» **WHAT IS NEEDED**
Find the string "FromStr" in the records. Copy each line that has it.

Extracted records:
Start of Block

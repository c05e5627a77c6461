//! Order status lifecycle

use serde::{Deserialize, Serialize};
use std::fmt;
use std::str::FromStr;

/// Order status as persisted by the API
///
/// ```text
/// PENDING ──► PREPARING ──► COMPLETED
///    │            │
///    └────────────┴───────► CANCELLED
/// ```
///
/// The fulfillment worker only ever writes `PREPARING`.
#[derive(Debug, Clone, Copy, Serialize, Deserialize, PartialEq, Eq, Hash, Default)]
#[serde(rename_all = "SCREAMING_SNAKE_CASE")]
pub enum OrderStatus {
    /// Placed, waiting for the kitchen
    #[default]
    Pending,
    /// Accepted by the kitchen
    Preparing,
    /// Delivered to the customer
    Completed,
    /// Cancelled by the customer or the back office
    Cancelled,
}

impl OrderStatus {
    pub const ALL: [OrderStatus; 4] = [
        OrderStatus::Pending,
        OrderStatus::Preparing,
        OrderStatus::Completed,
        OrderStatus::Cancelled,
    ];

    pub fn as_str(&self) -> &'static str {
        match self {
            OrderStatus::Pending => "PENDING",
            OrderStatus::Preparing => "PREPARING",
            OrderStatus::Completed => "COMPLETED",
            OrderStatus::Cancelled => "CANCELLED",
        }
    }

    /// Statuses from which a transition into `self` is legal.
    ///
    /// An order sitting in any other status is left untouched when `self`
    /// is applied, which makes the transition idempotent under redelivery.
    pub fn predecessors(&self) -> &'static [OrderStatus] {
        match self {
            OrderStatus::Pending => &[],
            OrderStatus::Preparing => &[OrderStatus::Pending],
            OrderStatus::Completed => &[OrderStatus::Preparing],
            OrderStatus::Cancelled => &[OrderStatus::Pending, OrderStatus::Preparing],
        }
    }
}

impl fmt::Display for OrderStatus {
    fn fmt(&self, f: &mut fmt::Formatter<'_>) -> fmt::Result {
        f.write_str(self.as_str())
    }
}

/// Unrecognised status text
#[derive(Debug, Clone, PartialEq, Eq, thiserror::Error)]
#[error("unknown order status: {0}")]
pub struct UnknownStatus(pub String);

impl FromStr for OrderStatus {
    type Err = UnknownStatus;

    fn from_str(s: &str) -> Result<Self, Self::Err> {
        OrderStatus::ALL
            .into_iter()
            .find(|status| status.as_str() == s)
            .ok_or_else(|| UnknownStatus(s.to_string()))
    }
}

End of Block

» **TASK RESULT**
use std::str::FromStr;
impl FromStr for OrderStatus {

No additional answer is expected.